→ **AIM OF THE TASK**:
Show, from the entries below, every line in which "true" appears.
═════ SOURCE RECORDS
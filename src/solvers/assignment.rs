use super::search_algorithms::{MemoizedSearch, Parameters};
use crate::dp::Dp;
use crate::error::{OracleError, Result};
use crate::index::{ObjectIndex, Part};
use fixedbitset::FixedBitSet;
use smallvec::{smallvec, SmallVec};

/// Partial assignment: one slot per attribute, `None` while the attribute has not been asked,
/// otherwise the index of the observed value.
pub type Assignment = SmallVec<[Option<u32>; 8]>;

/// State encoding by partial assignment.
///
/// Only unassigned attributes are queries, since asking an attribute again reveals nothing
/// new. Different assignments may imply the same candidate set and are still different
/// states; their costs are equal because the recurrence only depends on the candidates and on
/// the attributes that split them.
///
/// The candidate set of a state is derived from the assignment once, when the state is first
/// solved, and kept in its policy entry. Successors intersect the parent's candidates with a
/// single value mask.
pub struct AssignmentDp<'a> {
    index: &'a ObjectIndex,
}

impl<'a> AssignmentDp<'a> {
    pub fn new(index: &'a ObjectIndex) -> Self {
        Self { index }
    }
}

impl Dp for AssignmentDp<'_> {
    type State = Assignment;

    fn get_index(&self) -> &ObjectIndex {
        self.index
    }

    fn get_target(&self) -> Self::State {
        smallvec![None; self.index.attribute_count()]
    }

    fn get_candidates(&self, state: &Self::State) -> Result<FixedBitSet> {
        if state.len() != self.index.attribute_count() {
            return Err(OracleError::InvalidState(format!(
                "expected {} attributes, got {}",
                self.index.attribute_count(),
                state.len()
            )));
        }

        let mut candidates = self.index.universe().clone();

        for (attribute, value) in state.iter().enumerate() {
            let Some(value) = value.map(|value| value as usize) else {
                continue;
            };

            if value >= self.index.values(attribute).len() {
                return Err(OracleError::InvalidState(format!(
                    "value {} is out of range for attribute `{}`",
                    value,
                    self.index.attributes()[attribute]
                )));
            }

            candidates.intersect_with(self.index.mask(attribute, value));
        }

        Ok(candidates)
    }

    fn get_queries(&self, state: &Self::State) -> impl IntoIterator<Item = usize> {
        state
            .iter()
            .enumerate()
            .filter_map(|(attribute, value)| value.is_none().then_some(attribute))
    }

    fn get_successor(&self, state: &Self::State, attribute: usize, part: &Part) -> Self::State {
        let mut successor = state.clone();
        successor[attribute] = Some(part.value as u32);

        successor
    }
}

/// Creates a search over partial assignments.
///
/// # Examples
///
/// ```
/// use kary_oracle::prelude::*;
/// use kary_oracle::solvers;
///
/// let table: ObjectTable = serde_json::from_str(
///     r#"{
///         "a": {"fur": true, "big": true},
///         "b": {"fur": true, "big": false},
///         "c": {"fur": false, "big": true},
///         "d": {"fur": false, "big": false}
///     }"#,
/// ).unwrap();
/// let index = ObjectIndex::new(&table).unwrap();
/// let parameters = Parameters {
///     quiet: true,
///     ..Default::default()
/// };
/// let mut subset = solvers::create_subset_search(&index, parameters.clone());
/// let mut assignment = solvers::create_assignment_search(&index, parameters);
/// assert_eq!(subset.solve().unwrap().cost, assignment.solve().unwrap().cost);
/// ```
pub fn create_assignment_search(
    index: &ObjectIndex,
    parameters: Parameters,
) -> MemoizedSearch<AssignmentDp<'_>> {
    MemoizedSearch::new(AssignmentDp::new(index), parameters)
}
══════════
═════ SOURCE RECORDS
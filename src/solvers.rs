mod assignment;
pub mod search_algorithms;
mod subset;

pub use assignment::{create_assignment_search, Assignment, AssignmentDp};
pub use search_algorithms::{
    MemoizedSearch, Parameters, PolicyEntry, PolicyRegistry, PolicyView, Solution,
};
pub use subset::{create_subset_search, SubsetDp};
══════════
→ **PROBLEM SOLUTION**:
///         "a": {"fur": true, "big": true},
///         "b": {"fur": true, "big": false},
///         "c": {"fur": false, "big": true},
///     quiet: true,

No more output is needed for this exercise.